Btw the loader of the tractor works without any problem. The loader is probably run on a separate hydraulic system, right?








Thank you for your help.


----------



## BigT (Sep 15, 2014)

Good Morning Redmapleleaf,

If your tractor has a front engine-mounted hydraulic pump, that is for operating the loader. Is this what you have??
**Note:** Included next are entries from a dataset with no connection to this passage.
//! Scope-exit guard
//!
//! ```
//! use greeter::defer;
//!
//! let mut log = Vec::new();
//! {
//!     defer! { println!("leaving scope"); }
//!     log.push("body");
//! }
//! assert_eq!(log, ["body"]);
//! ```

/// Runs the wrapped closure when dropped, unless cancelled.
#[must_use = "the closure runs immediately if the guard is not bound"]
pub struct Defer<F: FnOnce()> {
    f: Option<F>,
}

impl<F: FnOnce()> Defer<F> {
    pub fn new(f: F) -> Self {
        Self { f: Some(f) }
    }

    /// Disarm the guard.
    pub fn cancel(mut self) {
        self.f = None;
    }
}

impl<F: FnOnce()> Drop for Defer<F> {
    fn drop(&mut self) {
        if let Some(f) = self.f.take() {
            f();
        }
    }
}

/// Run the block when the enclosing scope exits, on every path.
#[macro_export]
macro_rules! defer {
    ($($body:tt)*) => {
        let _defer_guard = $crate::utils::defer::Defer::new(|| { $($body)* });
    };
}
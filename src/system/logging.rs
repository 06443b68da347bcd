//! Diagnostics logging initialization
//!
//! Diagnostics (platform setup, config problems) go through `tracing` and are
//! written to stderr, keeping stdout for program output. This is separate
//! from the library log slot in [`crate::logger`], which the application
//! routes wherever it likes.

use crate::config::{LogFormat, LoggingConfig};
use crate::errors::{GreeterError, Result};
use tracing::Dispatch;
use tracing_appender::non_blocking::WorkerGuard;
use tracing_subscriber::EnvFilter;
use tracing_subscriber::fmt::MakeWriter;

/// Build a subscriber for `config` that writes to `writer`.
///
/// The result is not installed; pass it to
/// `tracing::dispatcher::set_global_default` or scope it with
/// `tracing::dispatcher::with_default`.
pub fn build_dispatch<W>(config: &LoggingConfig, writer: W) -> Result<Dispatch>
where
    W: for<'w> MakeWriter<'w> + Send + Sync + 'static,
{
    let filter = EnvFilter::try_new(&config.level).map_err(|e| {
        GreeterError::config(format!("Invalid log level '{}': {}", config.level, e))
    })?;

    let subscriber_builder = tracing_subscriber::fmt()
        .with_writer(writer)
        .with_env_filter(filter)
        .with_level(true)
        .with_target(false);

    Ok(match config.format {
        LogFormat::Json => Dispatch::new(subscriber_builder.json().finish()),
        LogFormat::Text => Dispatch::new(subscriber_builder.finish()),
    })
}

/// Initialize the tracing subscriber from configuration
///
/// **Note**: only the first successful call installs a subscriber; later
/// calls still validate the filter but leave the existing subscriber alone.
///
/// # Returns
/// * `WorkerGuard` - Must be kept alive for the duration of the program
///   to ensure non-blocking log writes are flushed
pub fn init_tracing(config: &LoggingConfig) -> Result<WorkerGuard> {
    let (non_blocking_writer, guard) = tracing_appender::non_blocking(std::io::stderr());
    let dispatch = build_dispatch(config, non_blocking_writer)?;

    if tracing::dispatcher::set_global_default(dispatch).is_err() {
        tracing::debug!("Tracing subscriber already installed, keeping it");
    }

    Ok(guard)
}
use super::*;

fn asset(id: &str, kind: MediaKind, frame: u64) -> RenderAsset {
    RenderAsset {
        id: id.to_owned(),
        kind,
        src: format!("{id}.media"),
        frame: FrameIndex(frame),
        media_frame: frame,
        volume: 1.0,
        playback_rate: 1.0,
        trim_before: 0,
        trim_after: None,
    }
}

#[test]
fn collect_returns_emission_order_then_drains() {
    let mut c = AssetCollector::default();
    assert!(c.emit(asset("audioA", MediaKind::Audio, 0)).unwrap());
    assert!(c.emit(asset("videoB", MediaKind::Video, 0)).unwrap());
    assert_eq!(c.pending_len(), 2);

    let got = c.collect();
    let ids: Vec<_> = got.iter().map(|a| a.id.as_str()).collect();
    assert_eq!(ids, vec!["audioA", "videoB"]);
    assert!(c.collect().is_empty());
}

#[test]
fn disabled_kinds_are_dropped_on_emission() {
    let mut c = AssetCollector::new(false, true);
    assert!(!c.emit(asset("a", MediaKind::Audio, 0)).unwrap());
    assert!(c.emit(asset("v", MediaKind::Video, 0)).unwrap());
    assert_eq!(c.collect().len(), 1);

    let mut c = AssetCollector::new(true, false);
    assert!(!c.emit(asset("v", MediaKind::Video, 0)).unwrap());
    assert_eq!(c.pending_len(), 0);
}

#[test]
fn invalid_assets_are_rejected() {
    let mut c = AssetCollector::default();
    let mut a = asset("a", MediaKind::Audio, 0);
    a.src = "  ".to_owned();
    assert!(c.emit(a).is_err());

    let mut a = asset("a", MediaKind::Audio, 0);
    a.volume = f64::NAN;
    assert!(c.emit(a).is_err());

    let mut a = asset("a", MediaKind::Audio, 0);
    a.playback_rate = 0.0;
    assert!(c.emit(a).is_err());
    assert_eq!(c.pending_len(), 0);
}

#[test]
fn discard_clears_without_returning() {
    let mut c = AssetCollector::default();
    c.emit(asset("a", MediaKind::Audio, 3)).unwrap();
    assert_eq!(c.discard(), 1);
    assert!(c.collect().is_empty());
}

#[test]
fn serializes_for_the_driver() {
    let v = serde_json::to_value(asset("a", MediaKind::Audio, 4)).unwrap();
    assert_eq!(v["type"], "audio");
    assert_eq!(v["mediaFrame"], 4);
    assert_eq!(v["playbackRate"], 1.0);
    assert!(v.get("trimAfter").is_none());
}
I'm sure that you are aware that the PTO drives the hydraulic pump. Verify the PTO is in fact spinning. You may have malfunctioning control valve(s). These valves are located in the base of the hydraulic pump. Remove the inspection cover by the pump and verify the valves are moving in response to the lift control. Watch the attached U-Tube video: 






ford 8N hydraulic control valves check U-Tube - Bing video







www.bing.com





Your 8N tractor is 70 years old with an intermittent lift problem. If the pump and lift control valves are behaving normally, you will have to pull the lift cover under the seat and go through the entire lift system to get it to reliably function once again.


----------



## Vanman08 (Aug 1, 2020)

The lift only works when the PTO is engaged and the clutch is not pressed down. Even when it works on an 8n it is not very strong. If you do not have a PTO driven implement on the tractor you should have a PTO cover on the PTO stub shaft for safety.


----------



## Redmapleleaf (Sep 18, 2021)

BigT said:


> Good Morning Redmapleleaf,
> 
> If your tractor has a front engine-mounted hydraulic pump, that is for operating the loader. Is this what you have??
> 
> ...


Thanks BigT, yes I have a front engine mounted hydraulic pump for operating the loader. I have been watching a number of youtube video on the 8n hydraulic problems. Pretty much all of them don't have this intermittent problem. Either it works or it doesn't. I am not sure what could have caused this issue on my tractor where sometimes the hitch would work and sometimes it would not?


----------



## Redmapleleaf (Sep 18, 2021)

Vanman08 said:


> The lift only works when the PTO is engaged and the clutch is not pressed down. Even when it works on an 8n it is not very strong. If you do not have a PTO driven implement on the tractor you should have a PTO cover on the PTO stub shaft for safety.


Hi Vanman08, I do have the PTO engaged and the clutch is not pressed. I can hear the running sound of the PTO. It just that the hitch sometimes will work and sometimes it will not work as I change the position of the hitch control lever .


----------



## harry16 (Dec 8, 2011)

Intermittent's are hard to find. You have to be checking when the lift is not working.


----------